[Stored records]
┌──
use image::codecs::jpeg::JpegEncoder;
use image::DynamicImage;

use crate::errors::{PilotError, PilotResult};
use crate::llm::types::EncodedImage;
use crate::perception::types::JpegSettings;

const MIN_QUALITY: f32 = 10.0;
const QUALITY_STEP: f32 = 0.9;

/// JPEG-encode `img`, lowering quality by 10% per attempt until the payload
/// fits `settings.max_bytes`.
pub fn encode_bounded_jpeg(img: &DynamicImage, settings: JpegSettings) -> PilotResult<EncodedImage> {
    // JPEG has no alpha channel.
    let rgb = img.to_rgb8();
    let mut quality = settings.quality.clamp(1, 100) as f32;

    loop {
        let mut buf = Vec::new();
        let encoder = JpegEncoder::new_with_quality(&mut buf, quality.round() as u8);
        rgb.write_with_encoder(encoder)?;

        if buf.len() <= settings.max_bytes {
            tracing::debug!(
                bytes = buf.len(),
                quality = quality.round() as u8,
                width = rgb.width(),
                height = rgb.height(),
                "screenshot encoded"
            );
            return Ok(EncodedImage::jpeg(buf));
        }

        quality *= QUALITY_STEP;
        if quality < MIN_QUALITY {
            return Err(PilotError::Capture(format!(
                "cannot fit {}x{} screenshot into {} bytes",
                rgb.width(),
                rgb.height(),
                settings.max_bytes
            )));
        }
        tracing::debug!(bytes = buf.len(), next_quality = quality.round() as u8, "screenshot too large, degrading");
    }
}

#[cfg(test)]
mod tests {
    use super::*;
    use image::{Rgba, RgbaImage};

    fn noisy(w: u32, h: u32) -> DynamicImage {
        let mut img = RgbaImage::new(w, h);
        for (x, y, p) in img.enumerate_pixels_mut() {
            let v = (x.wrapping_mul(31) ^ y.wrapping_mul(17)).wrapping_mul(2654435761) >> 24;
            *p = Rgba([v as u8, (v >> 1) as u8, (255 - v) as u8, 255]);
        }
        DynamicImage::ImageRgba8(img)
    }

    #[test]
    fn small_image_encodes_as_jpeg() {
        let out = encode_bounded_jpeg(&noisy(64, 48), JpegSettings::default()).unwrap();
        assert_eq!(out.media_type, "image/jpeg");
        // SOI marker
        assert_eq!(&out.data[..2], &[0xFF, 0xD8]);
        let decoded = image::load_from_memory(&out.data).unwrap();
        assert_eq!((decoded.width(), decoded.height()), (64, 48));
    }

    #[test]
    fn degrades_quality_to_fit_the_budget() {
        let img = noisy(256, 256);
        let full = encode_bounded_jpeg(&img, JpegSettings { quality: 95, max_bytes: usize::MAX }).unwrap();
        let budget = full.len() / 2;
        let bounded = encode_bounded_jpeg(&img, JpegSettings { quality: 95, max_bytes: budget }).unwrap();
        assert!(bounded.len() <= budget);
    }

    #[test]
    fn impossible_budget_is_a_capture_error() {
        let err = encode_bounded_jpeg(&noisy(128, 128), JpegSettings { quality: 85, max_bytes: 16 }).unwrap_err();
        assert!(matches!(err, PilotError::Capture(_)));
    }
}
└──
Please repeat each line above exactly.

Result for this task -
use image::codecs::jpeg::JpegEncoder;
use image::DynamicImage;

use crate::errors::{PilotError, PilotResult};
use crate::llm::types::EncodedImage;
use crate::perception::types::JpegSettings;

const MIN_QUALITY: f32 = 10.0;
const QUALITY_STEP: f32 = 0.9;

/// JPEG-encode `img`, lowering quality by 10% per attempt until the payload
/// fits `settings.max_bytes`.
pub fn encode_bounded_jpeg(img: &DynamicImage, settings: JpegSettings) -> PilotResult<EncodedImage> {
    // JPEG has no alpha channel.
    let rgb = img.to_rgb8();
    let mut quality = settings.quality.clamp(1, 100) as f32;

    loop {
        let mut buf = Vec::new();
        let encoder = JpegEncoder::new_with_quality(&mut buf, quality.round() as u8);
        rgb.write_with_encoder(encoder)?;

        if buf.len() <= settings.max_bytes {
            tracing::debug!(
                bytes = buf.len(),
                quality = quality.round() as u8,
                width = rgb.width(),
                height = rgb.height(),
                "screenshot encoded"
            );
            return Ok(EncodedImage::jpeg(buf));
        }

        quality *= QUALITY_STEP;
        if quality < MIN_QUALITY {
            return Err(PilotError::Capture(format!(
                "cannot fit {}x{} screenshot into {} bytes",
                rgb.width(),
                rgb.height(),
                settings.max_bytes
            )));
        }
        tracing::debug!(bytes = buf.len(), next_quality = quality.round() as u8, "screenshot too large, degrading");
    }
}

#[cfg(test)]
mod tests {
    use super::*;
    use image::{Rgba, RgbaImage};

    fn noisy(w: u32, h: u32) -> DynamicImage {
        let mut img = RgbaImage::new(w, h);
        for (x, y, p) in img.enumerate_pixels_mut() {
            let v = (x.wrapping_mul(31) ^ y.wrapping_mul(17)).wrapping_mul(2654435761) >> 24;
            *p = Rgba([v as u8, (v >> 1) as u8, (255 - v) as u8, 255]);
        }
        DynamicImage::ImageRgba8(img)
    }

    #[test]
    fn small_image_encodes_as_jpeg() {
        let out = encode_bounded_jpeg(&noisy(64, 48), JpegSettings::default()).unwrap();
        assert_eq!(out.media_type, "image/jpeg");
        // SOI marker
        assert_eq!(&out.data[..2], &[0xFF, 0xD8]);
        let decoded = image::load_from_memory(&out.data).unwrap();
        assert_eq!((decoded.width(), decoded.height()), (64, 48));
    }

    #[test]
    fn degrades_quality_to_fit_the_budget() {
        let img = noisy(256, 256);
        let full = encode_bounded_jpeg(&img, JpegSettings { quality: 95, max_bytes: usize::MAX }).unwrap();
        let budget = full.len() / 2;
        let bounded = encode_bounded_jpeg(&img, JpegSettings { quality: 95, max_bytes: budget }).unwrap();
        assert!(bounded.len() <= budget);
    }

    #[test]
    fn impossible_budget_is_a_capture_error() {
        let err = encode_bounded_jpeg(&noisy(128, 128), JpegSettings { quality: 85, max_bytes: 16 }).unwrap_err();
        assert!(matches!(err, PilotError::Capture(_)));
    }
}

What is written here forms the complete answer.